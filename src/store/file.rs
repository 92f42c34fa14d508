//! File-backed [`TokenStore`] so a session survives process restarts.

// std
use std::{
	fs::{self, File},
	io::Write,
	path::{Path, PathBuf},
};
// self
use crate::{
	_prelude::*,
	auth::Credential,
	store::{CompareAndSwapOutcome, StoreError, StoreFuture, TokenStore},
};

/// Persists the credential to a JSON file after each mutation.
#[derive(Clone, Debug)]
pub struct FileStore {
	path: PathBuf,
	inner: Arc<RwLock<Option<Credential>>>,
}
impl FileStore {
	/// Opens (or creates) a store at the provided path, eagerly loading an existing credential.
	pub fn open(path: impl Into<PathBuf>) -> Result<Self, StoreError> {
		let path = path.into();

		Self::ensure_parent_exists(&path)?;

		let snapshot = Self::load_snapshot(&path)?;

		Ok(Self { path, inner: Arc::new(RwLock::new(snapshot)) })
	}

	/// Location of the backing file.
	pub fn path(&self) -> &Path {
		&self.path
	}

	fn load_snapshot(path: &Path) -> Result<Option<Credential>, StoreError> {
		if !path.exists() {
			return Ok(None);
		}

		let bytes = fs::read(path).map_err(|e| StoreError::Backend {
			message: format!("Failed to read {}: {e}", path.display()),
		})?;

		if bytes.is_empty() {
			return Ok(None);
		}

		serde_json::from_slice(&bytes).map_err(|e| StoreError::Serialization {
			message: format!("Failed to parse {}: {e}", path.display()),
		})
	}

	fn ensure_parent_exists(path: &Path) -> Result<(), StoreError> {
		if let Some(parent) = path.parent().filter(|p| !p.as_os_str().is_empty()) {
			fs::create_dir_all(parent).map_err(|e| StoreError::Backend {
				message: format!("Failed to create store directory {}: {e}", parent.display()),
			})?;
		}

		Ok(())
	}

	fn persist_locked(&self, contents: Option<&Credential>) -> Result<(), StoreError> {
		Self::ensure_parent_exists(&self.path)?;

		let serialized =
			serde_json::to_vec_pretty(&contents).map_err(|e| StoreError::Serialization {
				message: format!("Failed to serialize credential snapshot: {e}"),
			})?;
		let mut tmp_path = self.path.clone();

		tmp_path.set_extension("tmp");

		{
			let mut file = File::create(&tmp_path).map_err(|e| StoreError::Backend {
				message: format!("Failed to create {}: {e}", tmp_path.display()),
			})?;

			file.write_all(&serialized).map_err(|e| StoreError::Backend {
				message: format!("Failed to write {}: {e}", tmp_path.display()),
			})?;
			file.sync_all().map_err(|e| StoreError::Backend {
				message: format!("Failed to sync {}: {e}", tmp_path.display()),
			})?;
		}

		fs::rename(&tmp_path, &self.path).map_err(|e| StoreError::Backend {
			message: format!("Failed to replace {}: {e}", self.path.display()),
		})
	}
}
impl TokenStore for FileStore {
	fn fetch(&self) -> StoreFuture<'_, Option<Credential>> {
		Box::pin(async move { Ok(self.inner.read().clone()) })
	}

	fn save(&self, credential: Credential) -> StoreFuture<'_, ()> {
		Box::pin(async move {
			let mut guard = self.inner.write();

			self.persist_locked(Some(&credential))?;
			*guard = Some(credential);

			Ok(())
		})
	}

	fn rotate<'a>(
		&'a self,
		expected_refresh: &'a str,
		replacement: Credential,
	) -> StoreFuture<'a, CompareAndSwapOutcome> {
		Box::pin(async move {
			let mut guard = self.inner.write();
			let outcome = super::compare_refresh(guard.as_ref(), expected_refresh);

			if matches!(outcome, CompareAndSwapOutcome::Updated) {
				self.persist_locked(Some(&replacement))?;
				*guard = Some(replacement);
			}

			Ok(outcome)
		})
	}

	fn clear(&self) -> StoreFuture<'_, Option<Credential>> {
		Box::pin(async move {
			let mut guard = self.inner.write();

			if guard.is_some() {
				self.persist_locked(None)?;
			}

			Ok(guard.take())
		})
	}

	fn clear_if<'a>(
		&'a self,
		expected_refresh: &'a str,
	) -> StoreFuture<'a, CompareAndSwapOutcome> {
		Box::pin(async move {
			let mut guard = self.inner.write();
			let outcome = super::compare_refresh(guard.as_ref(), expected_refresh);

			if matches!(outcome, CompareAndSwapOutcome::Updated) {
				self.persist_locked(None)?;
				*guard = None;
			}

			Ok(outcome)
		})
	}
}

#[cfg(test)]
mod tests {
	// std
	use std::{env, process};
	// crates.io
	use tokio::runtime::Runtime;
	// self
	use super::*;

	fn temp_path() -> PathBuf {
		let unique = format!(
			"auth_gateway_file_store_{}_{}.json",
			process::id(),
			OffsetDateTime::now_utc().unix_timestamp_nanos(),
		);

		env::temp_dir().join(unique)
	}

	#[test]
	fn save_rotate_and_clear_survive_reopen() {
		let path = temp_path();
		let store = FileStore::open(&path).expect("Failed to open file store snapshot.");
		let rt = Runtime::new().expect("Failed to build Tokio runtime for file store test.");
		let credential = Credential::new("access-1", "refresh-1");

		rt.block_on(store.save(credential.clone())).expect("Failed to save fixture credential.");

		let outcome = rt
			.block_on(store.rotate("refresh-1", Credential::new("access-2", "refresh-1")))
			.expect("Failed to rotate fixture credential.");

		assert_eq!(outcome, CompareAndSwapOutcome::Updated);
		drop(store);

		let reopened = FileStore::open(&path).expect("Failed to reopen file store snapshot.");
		let fetched = rt
			.block_on(reopened.fetch())
			.expect("Failed to fetch fixture credential from file store.")
			.expect("File store lost the credential after reopen.");

		assert_eq!(fetched.access_token.expose(), "access-2");

		let cleared = rt.block_on(reopened.clear()).expect("Failed to clear file store.");

		assert!(cleared.is_some());

		let reopened = FileStore::open(&path).expect("Failed to reopen cleared file store.");

		assert!(
			rt.block_on(reopened.fetch()).expect("Failed to fetch from cleared store.").is_none()
		);

		fs::remove_file(&path).unwrap_or_else(|e| {
			panic!("Failed to remove temporary file store snapshot {}: {e}", path.display())
		});
	}

	#[test]
	fn empty_file_opens_as_signed_out_and_corrupt_file_is_rejected() {
		let path = temp_path();

		fs::write(&path, b"").expect("Failed to write empty snapshot fixture.");

		let store = FileStore::open(&path).expect("Empty snapshot should open as signed out.");
		let rt = Runtime::new().expect("Failed to build Tokio runtime for file store test.");

		assert!(rt.block_on(store.fetch()).expect("Failed to fetch from empty store.").is_none());

		fs::write(&path, b"{\"access_token\":").expect("Failed to write corrupt snapshot fixture.");

		let err = FileStore::open(&path).expect_err("Corrupt snapshot should be rejected.");

		assert!(matches!(err, StoreError::Serialization { .. }));
		assert!(err.to_string().contains(&path.display().to_string()));

		fs::remove_file(&path).unwrap_or_else(|e| {
			panic!("Failed to remove temporary file store snapshot {}: {e}", path.display())
		});
	}

	#[test]
	fn clear_if_keeps_a_newer_credential_on_disk() {
		let path = temp_path();
		let store = FileStore::open(&path).expect("Failed to open file store snapshot.");
		let rt = Runtime::new().expect("Failed to build Tokio runtime for file store test.");

		rt.block_on(store.save(Credential::new("access-new", "refresh-new")))
			.expect("Failed to save fixture credential.");

		let outcome = rt
			.block_on(store.clear_if("refresh-old"))
			.expect("Conditional clear should report, not fail.");

		assert_eq!(outcome, CompareAndSwapOutcome::RefreshMismatch);

		let reopened = FileStore::open(&path).expect("Failed to reopen file store snapshot.");
		let outcome = rt
			.block_on(reopened.clear_if("refresh-new"))
			.expect("Conditional clear should succeed for the stored token.");

		assert_eq!(outcome, CompareAndSwapOutcome::Updated);

		let reopened = FileStore::open(&path).expect("Failed to reopen cleared file store.");

		assert!(rt.block_on(reopened.fetch()).expect("Failed to fetch cleared store.").is_none());

		fs::remove_file(&path).unwrap_or_else(|e| {
			panic!("Failed to remove temporary file store snapshot {}: {e}", path.display())
		});
	}
}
——————————
_WHAT IS EXPECTED_: Where a line in the entries holds "cleared", copy that line.

_RESPONSE FOR THIS EXERCISE_:
		let cleared = rt.block_on(reopened.clear()).expect("Failed to clear file store.");
		assert!(cleared.is_some());
		let reopened = FileStore::open(&path).expect("Failed to reopen cleared file store.");
			rt.block_on(reopened.fetch()).expect("Failed to fetch from cleared store.").is_none()
		let reopened = FileStore::open(&path).expect("Failed to reopen cleared file store.");
		assert!(rt.block_on(reopened.fetch()).expect("Failed to fetch cleared store.").is_none());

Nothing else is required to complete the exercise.